## Task brief
Return precisely the opening lines of the listing below, ending with the line that contains "its configuration name.".

## Record extracts
---*---

// Copyright (c) 2025 Dimitris Kafetzis
//
// Licensed under the MIT License.
// See LICENSE file in the project root for full license information.
//
// SPDX-License-Identifier: MIT

//! # arena-planner
//!
//! Lays the tensors of an inference session out inside one fixed-size
//! scratch arena, using pluggable planners.
//!
//! # Planners
//!
//! | Planner | Reuse | Arena needed |
//! |---|---|---|
//! | [`LinearPlanner`] | none | sum of all tensors |
//! | [`GreedyPlanner`] | lifetime-aware | largest live working set (approx.) |
//!
//! Every offset is a multiple of [`ARENA_ALIGNMENT`], so any tensor can be
//! viewed as `f32` without an alignment fault.
//!
//! # Trait-Based Extensibility
//!
//! ```ignore
//! struct FirstFit;
//! impl MemoryPlanner for FirstFit {
//!     fn name(&self) -> &str { "first-fit" }
//!     fn plan(&self, requests: &[TensorRequest], capacity: usize)
//!         -> Result<ArenaLayout, PlannerError> { /* ... */ }
//! }
//! ```
//!
//! # Example
//! ```
//! use arena_planner::{GreedyPlanner, MemoryPlanner, TensorRequest};
//!
//! let requests = [
//!     TensorRequest::new(480, 0, 0),
//!     TensorRequest::new(3840, 0, 1),
//!     TensorRequest::new(1920, 1, 2),
//! ];
//! let layout = GreedyPlanner::new().plan(&requests, 700 * 1024).unwrap();
//! assert!(layout.total_bytes <= 700 * 1024);
//! ```

mod error;
pub(crate) mod layout;
pub mod strategy;

pub use error::PlannerError;
pub use layout::{ArenaLayout, TensorRequest};
pub use strategy::greedy::GreedyPlanner;
pub use strategy::linear::LinearPlanner;
pub use strategy::MemoryPlanner;

/// Alignment of every tensor offset inside the arena.
pub const ARENA_ALIGNMENT: usize = 16;

/// Rounds `n` up to the next multiple of [`ARENA_ALIGNMENT`].
pub const fn align_up(n: usize) -> usize {
    n.div_ceil(ARENA_ALIGNMENT) * ARENA_ALIGNMENT
}

/// Names accepted by [`planner_by_name`].
pub const PLANNER_NAMES: [&str; 2] = ["greedy", "linear"];

/// Looks a planner up by its configuration name.
pub fn planner_by_name(name: &str) -> Option<Box<dyn MemoryPlanner>> {
    match name.trim().to_ascii_lowercase().as_str() {
        "greedy" => Some(Box::new(GreedyPlanner::new())),
        "linear" => Some(Box::new(LinearPlanner::new())),
        _ => None,
    }
}

#[cfg(test)]
mod tests {
    use super::*;

    #[test]
    fn test_align_up() {
        assert_eq!(align_up(0), 0);
        assert_eq!(align_up(1), 16);
        assert_eq!(align_up(16), 16);
        assert_eq!(align_up(17), 32);
    }

    #[test]
    fn test_planner_by_name() {
        assert_eq!(planner_by_name("greedy").unwrap().name(), "greedy");
        assert_eq!(planner_by_name(" Linear ").unwrap().name(), "linear");
        assert!(planner_by_name("speculative").is_none());
    }
}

---*---

## Result of the task
// Copyright (c) 2025 Dimitris Kafetzis
//
// Licensed under the MIT License.
// See LICENSE file in the project root for full license information.
//
// SPDX-License-Identifier: MIT

//! # arena-planner
//!
//! Lays the tensors of an inference session out inside one fixed-size
//! scratch arena, using pluggable planners.
//!
//! # Planners
//!
//! | Planner | Reuse | Arena needed |
//! |---|---|---|
//! | [`LinearPlanner`] | none | sum of all tensors |
//! | [`GreedyPlanner`] | lifetime-aware | largest live working set (approx.) |
//!
//! Every offset is a multiple of [`ARENA_ALIGNMENT`], so any tensor can be
//! viewed as `f32` without an alignment fault.
//!
//! # Trait-Based Extensibility
//!
//! ```ignore
//! struct FirstFit;
//! impl MemoryPlanner for FirstFit {
//!     fn name(&self) -> &str { "first-fit" }
//!     fn plan(&self, requests: &[TensorRequest], capacity: usize)
//!         -> Result<ArenaLayout, PlannerError> { /* ... */ }
//! }
//! ```
//!
//! # Example
//! ```
//! use arena_planner::{GreedyPlanner, MemoryPlanner, TensorRequest};
//!
//! let requests = [
//!     TensorRequest::new(480, 0, 0),
//!     TensorRequest::new(3840, 0, 1),
//!     TensorRequest::new(1920, 1, 2),
//! ];
//! let layout = GreedyPlanner::new().plan(&requests, 700 * 1024).unwrap();
//! assert!(layout.total_bytes <= 700 * 1024);
//! ```

mod error;
pub(crate) mod layout;
pub mod strategy;

pub use error::PlannerError;
pub use layout::{ArenaLayout, TensorRequest};
pub use strategy::greedy::GreedyPlanner;
pub use strategy::linear::LinearPlanner;
pub use strategy::MemoryPlanner;

/// Alignment of every tensor offset inside the arena.
pub const ARENA_ALIGNMENT: usize = 16;

/// Rounds `n` up to the next multiple of [`ARENA_ALIGNMENT`].
pub const fn align_up(n: usize) -> usize {
    n.div_ceil(ARENA_ALIGNMENT) * ARENA_ALIGNMENT
}

/// Names accepted by [`planner_by_name`].
pub const PLANNER_NAMES: [&str; 2] = ["greedy", "linear"];

/// Looks a planner up by its configuration name.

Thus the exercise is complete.